→ **Exercise input**:

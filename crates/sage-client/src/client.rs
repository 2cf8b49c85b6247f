//! Quote service client.

use crate::error::{ClientError, ClientResult};
use futures::{SinkExt, StreamExt};
use sage_pow::solve_blocking;
use sage_protocol::{
    ChallengePayload, FrameCodec, Message, MessageType, Payload, ProtocolError, QuotePayload,
    SolutionPayload,
};
use std::sync::atomic::{AtomicBool, Ordering};
use std::sync::Arc;
use std::time::Duration;
use tokio::io::AsyncWriteExt;
use tokio::net::TcpStream;
use tokio_util::codec::Framed;
use tokio_util::sync::CancellationToken;
use tracing::{debug, info};

/// Client configuration.
#[derive(Debug, Clone)]
pub struct ClientConfig {
    /// Server address to dial.
    pub server_addr: String,
    /// Connect timeout.
    pub connect_timeout: Duration,
    /// Per-read ceiling.
    pub read_timeout: Duration,
    /// Per-write ceiling.
    pub write_timeout: Duration,
}

impl Default for ClientConfig {
    fn default() -> Self {
        Self {
            server_addr: "localhost:4040".to_string(),
            connect_timeout: Duration::from_secs(5),
            read_timeout: Duration::from_secs(5),
            write_timeout: Duration::from_secs(5),
        }
    }
}

/// A connection to the quote server.
pub struct Client {
    config: ClientConfig,
    framed: Framed<TcpStream, FrameCodec>,
}

impl Client {
    /// Dial the server.
    pub async fn connect(config: ClientConfig) -> ClientResult<Self> {
        let stream = tokio::time::timeout(
            config.connect_timeout,
            TcpStream::connect(&config.server_addr),
        )
        .await
        .map_err(|_| ClientError::ConnectTimeout)??;

        info!(addr = %config.server_addr, "connected to server");

        Ok(Self {
            framed: Framed::new(stream, FrameCodec::new()),
            config,
        })
    }

    /// Run the full exchange: receive a challenge, solve it, trade the
    /// solution for a quote.
    ///
    /// Cancelling the token stops the solver workers and aborts the
    /// exchange.
    pub async fn get_quote(&mut self, cancel: &CancellationToken) -> ClientResult<QuotePayload> {
        let challenge = self.receive_challenge().await?;
        debug!(
            difficulty = challenge.difficulty,
            expires_at = %challenge.expires_at,
            "received challenge"
        );

        let stop = Arc::new(AtomicBool::new(false));
        let solving = solve_blocking(
            challenge.prefix.clone(),
            challenge.difficulty,
            Arc::clone(&stop),
        );

        let solution = tokio::select! {
            solution = solving => solution.ok_or(ClientError::Cancelled)?,
            _ = cancel.cancelled() => {
                stop.store(true, Ordering::Relaxed);
                return Err(ClientError::Cancelled);
            }
        };
        debug!(solution = %solution, "challenge solved");

        self.send(&Payload::Solution(SolutionPayload {
            prefix: challenge.prefix,
            solution,
            nonce: challenge.nonce,
        }))
        .await?;

        self.receive_quote().await
    }

    /// Close the connection.
    pub async fn close(self) -> ClientResult<()> {
        let mut stream = self.framed.into_inner();
        stream.shutdown().await?;
        Ok(())
    }

    async fn receive_challenge(&mut self) -> ClientResult<ChallengePayload> {
        let msg = self.read_message().await?;
        if msg.msg_type != MessageType::Challenge {
            return Err(ClientError::UnexpectedMessage(msg.msg_type));
        }

        let challenge: ChallengePayload =
            serde_json::from_slice(&msg.payload).map_err(ProtocolError::from)?;
        challenge.validate()?;
        Ok(challenge)
    }

    async fn receive_quote(&mut self) -> ClientResult<QuotePayload> {
        let msg = self.read_message().await?;
        match msg.msg_type {
            MessageType::Quote => {
                let quote: QuotePayload =
                    serde_json::from_slice(&msg.payload).map_err(ProtocolError::from)?;
                quote.validate()?;
                Ok(quote)
            }
            MessageType::Error => {
                let error: sage_protocol::ErrorPayload =
                    serde_json::from_slice(&msg.payload).map_err(ProtocolError::from)?;
                Err(ClientError::Server {
                    code: error.code,
                    message: error.message,
                })
            }
            other => Err(ClientError::UnexpectedMessage(other)),
        }
    }

    async fn read_message(&mut self) -> ClientResult<Message> {
        match tokio::time::timeout(self.config.read_timeout, self.framed.next()).await {
            Ok(Some(Ok(msg))) => Ok(msg),
            Ok(Some(Err(e))) => Err(e.into()),
            Ok(None) => Err(ClientError::ConnectionClosed),
            Err(_) => Err(ClientError::Timeout),
        }
    }

    async fn send(&mut self, payload: &Payload) -> ClientResult<()> {
        let msg = Message::from_payload(payload)?;
        match tokio::time::timeout(self.config.write_timeout, self.framed.send(msg)).await {
            Ok(Ok(())) => Ok(()),
            Ok(Err(e)) => Err(e.into()),
            Err(_) => Err(ClientError::Timeout),
        }
    }
}

#[cfg(test)]
mod tests {
    use super::*;

    #[tokio::test]
    async fn test_connect_refused() {
        // Port 1 on localhost is never listening
        let config = ClientConfig {
            server_addr: "127.0.0.1:1".to_string(),
            connect_timeout: Duration::from_secs(1),
            ..Default::default()
        };
        assert!(Client::connect(config).await.is_err());
    }

    #[test]
    fn test_default_config() {
        let config = ClientConfig::default();
        assert_eq!(config.connect_timeout, Duration::from_secs(5));
        assert_eq!(config.server_addr, "localhost:4040");
    }
}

→ **Exercise details**: Looking at the material above, state the number of lines that contain the word "validate". Give nothing but that number.

→ **Answer**: 2